The present invention relates to an improved commercial rooftop enclosure. More specifically, it relates to a new torsion box design for a rooftop enclosure that adds additional strength while minimizing the overall height and weight of the unit.

BACKGROUND

Commercial rooftop A/C units, chillers and pre-fabricated penthouses have enclosures that house, protect, support and integrate the A/C and/or mechanical components into the building structure. These enclosures are quite large. These enclosures must be light enough to fall within building roof loading limits and seismic regulations, strong enough to withstand distortion under craning operations and wind loads, and maintain as low a profile as possible to minimize wind loads as well as the visual impact of the monstrous eyesores.

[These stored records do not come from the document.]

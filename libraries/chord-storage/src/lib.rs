//! Chord Storage
//!
//! `SQLite` persistence layer for the Chord audio player.
//!
//! Tracks (including their full audio payloads) and playlists live in a
//! single database file. Each domain owns its own queries as a vertical
//! slice.
//!
//! # Example
//!
//! ```rust,no_run
//! use chord_storage::{create_pool, run_migrations};
//!
//! # async fn example() -> Result<(), Box<dyn std::error::Error>> {
//! let pool = create_pool("sqlite://chord.db").await?;
//! run_migrations(&pool).await?;
//!
//! let tracks = chord_storage::tracks::get_all(&pool).await?;
//! # Ok(())
//! # }
//! ```

#![forbid(unsafe_code)]

mod error;

// Vertical slices
pub mod playlists;
pub mod tracks;

pub use error::StorageError;

use sqlx::sqlite::SqlitePool;

/// Run database migrations
///
/// Called once at startup. Every statement is idempotent, so re-running
/// against an existing database is safe.
///
/// # Errors
///
/// Returns an error if a migration statement fails
pub async fn run_migrations(pool: &SqlitePool) -> Result<(), StorageError> {
    // Embedded migrations for reliability
    const MIGRATIONS: &[&str] = &[
        include_str!("../migrations/0001_create_tracks.sql"),
        include_str!("../migrations/0002_create_playlists.sql"),
        include_str!("../migrations/0003_create_playlist_tracks.sql"),
    ];

    for migration in MIGRATIONS {
        sqlx::query(migration)
            .execute(pool)
            .await
            .map_err(|e| StorageError::Migration(e.to_string()))?;
    }

    Ok(())
}

/// Create a new `SQLite` pool
///
/// # Arguments
///
/// * `database_url` - `SQLite` connection string (e.g., `<sqlite://chord.db>`)
///
/// # Errors
///
/// Returns an error if the connection fails
pub async fn create_pool(database_url: &str) -> Result<SqlitePool, sqlx::Error> {
    use sqlx::sqlite::{SqliteConnectOptions, SqliteJournalMode, SqlitePoolOptions};
    use std::str::FromStr;

    tracing::debug!(url = %database_url, "creating sqlite pool");

    let options = SqliteConnectOptions::from_str(database_url)?
        .create_if_missing(true)
        .journal_mode(SqliteJournalMode::Wal)
        .busy_timeout(std::time::Duration::from_secs(30));

    let pool = SqlitePoolOptions::new()
        .max_connections(5)
        .connect_with(options)
        .await?;

    Ok(pool)
}
//! Integration tests for crucible
//!
//! These tests run real language toolchains (python3, gcc, g++, javac)
//! and are therefore gated. Run with:
//!    cargo test -p crucible --features integration-tests

#![cfg(feature = "integration-tests")]

use std::fs;

use crucible::{Engine, EngineConfig, SubmissionRequest};

mod compilation;
mod execution;
mod queueing;
mod resource_limits;

const FIXTURES_PATH: &str = concat!(env!("CARGO_MANIFEST_DIR"), "/tests/fixtures");

/// Helper to get fixture file content
pub(crate) fn fixture_source(name: &str) -> Vec<u8> {
    let path = format!("{FIXTURES_PATH}/sources/{name}");
    fs::read(&path).unwrap_or_else(|e| panic!("Failed to read fixture {path}: {e}"))
}

/// An engine over the embedded catalog with an isolated workspace root.
/// The returned TempDir must stay alive for the engine's lifetime.
pub(crate) async fn test_engine() -> (tempfile::TempDir, Engine) {
    test_engine_with(|_| {}).await
}

pub(crate) async fn test_engine_with(
    tweak: impl FnOnce(&mut EngineConfig),
) -> (tempfile::TempDir, Engine) {
    let workspace_root = tempfile::tempdir().expect("tempdir");
    let mut config = EngineConfig::default();
    config.workspace_root = Some(workspace_root.path().to_path_buf());
    tweak(&mut config);
    (workspace_root, Engine::start(config).await)
}

pub(crate) fn request(language: &str, source: Vec<u8>) -> SubmissionRequest {
    SubmissionRequest {
        language: language.to_owned(),
        source_code: source,
        ..Default::default()
    }
}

The conventional enclosure designs attach a paneled wall and roof structure, made from a plurality of mechanically connected flat panels and corner panels, atop a planar base platform. The base platform is made of steel deck plate affixed atop a frame of thick structural steel members and cross members. Since these huge enclosures must be raised onto a rooftop by a crane, distortion is a problem. Because of the square footage of the enclosure's sides, distortion from wind loading is also a problem. The base, to serve as the strength to unify the enclosure and resist distortion, requires thick structural members having substantial height below the deck plate, increasing the overall enclosure height and weight. This type of construction is in direct opposition with the roof loading/seismic requirements and the overall aim of a lowered enclosure height. Simply stated, height and weight must be minimized in these structures and strength must be maximized.

The present invention utilizes a roof and wall panel design that has corrugated or formed and bent “C” profile panels with increased structural strength. The present invention also has a corrugated panel metal base that eliminates the massive structural steel requirement. Rails that are adapted for the connection of the walls to the base, and the roof to the walls, allow for the strength of the enclosure to derive from its overall “unibody” style construction rather than from connection to a stout base. The present invention enclosure forms a strong torsion box that has a lower overall profile, reduced weight and increased strength.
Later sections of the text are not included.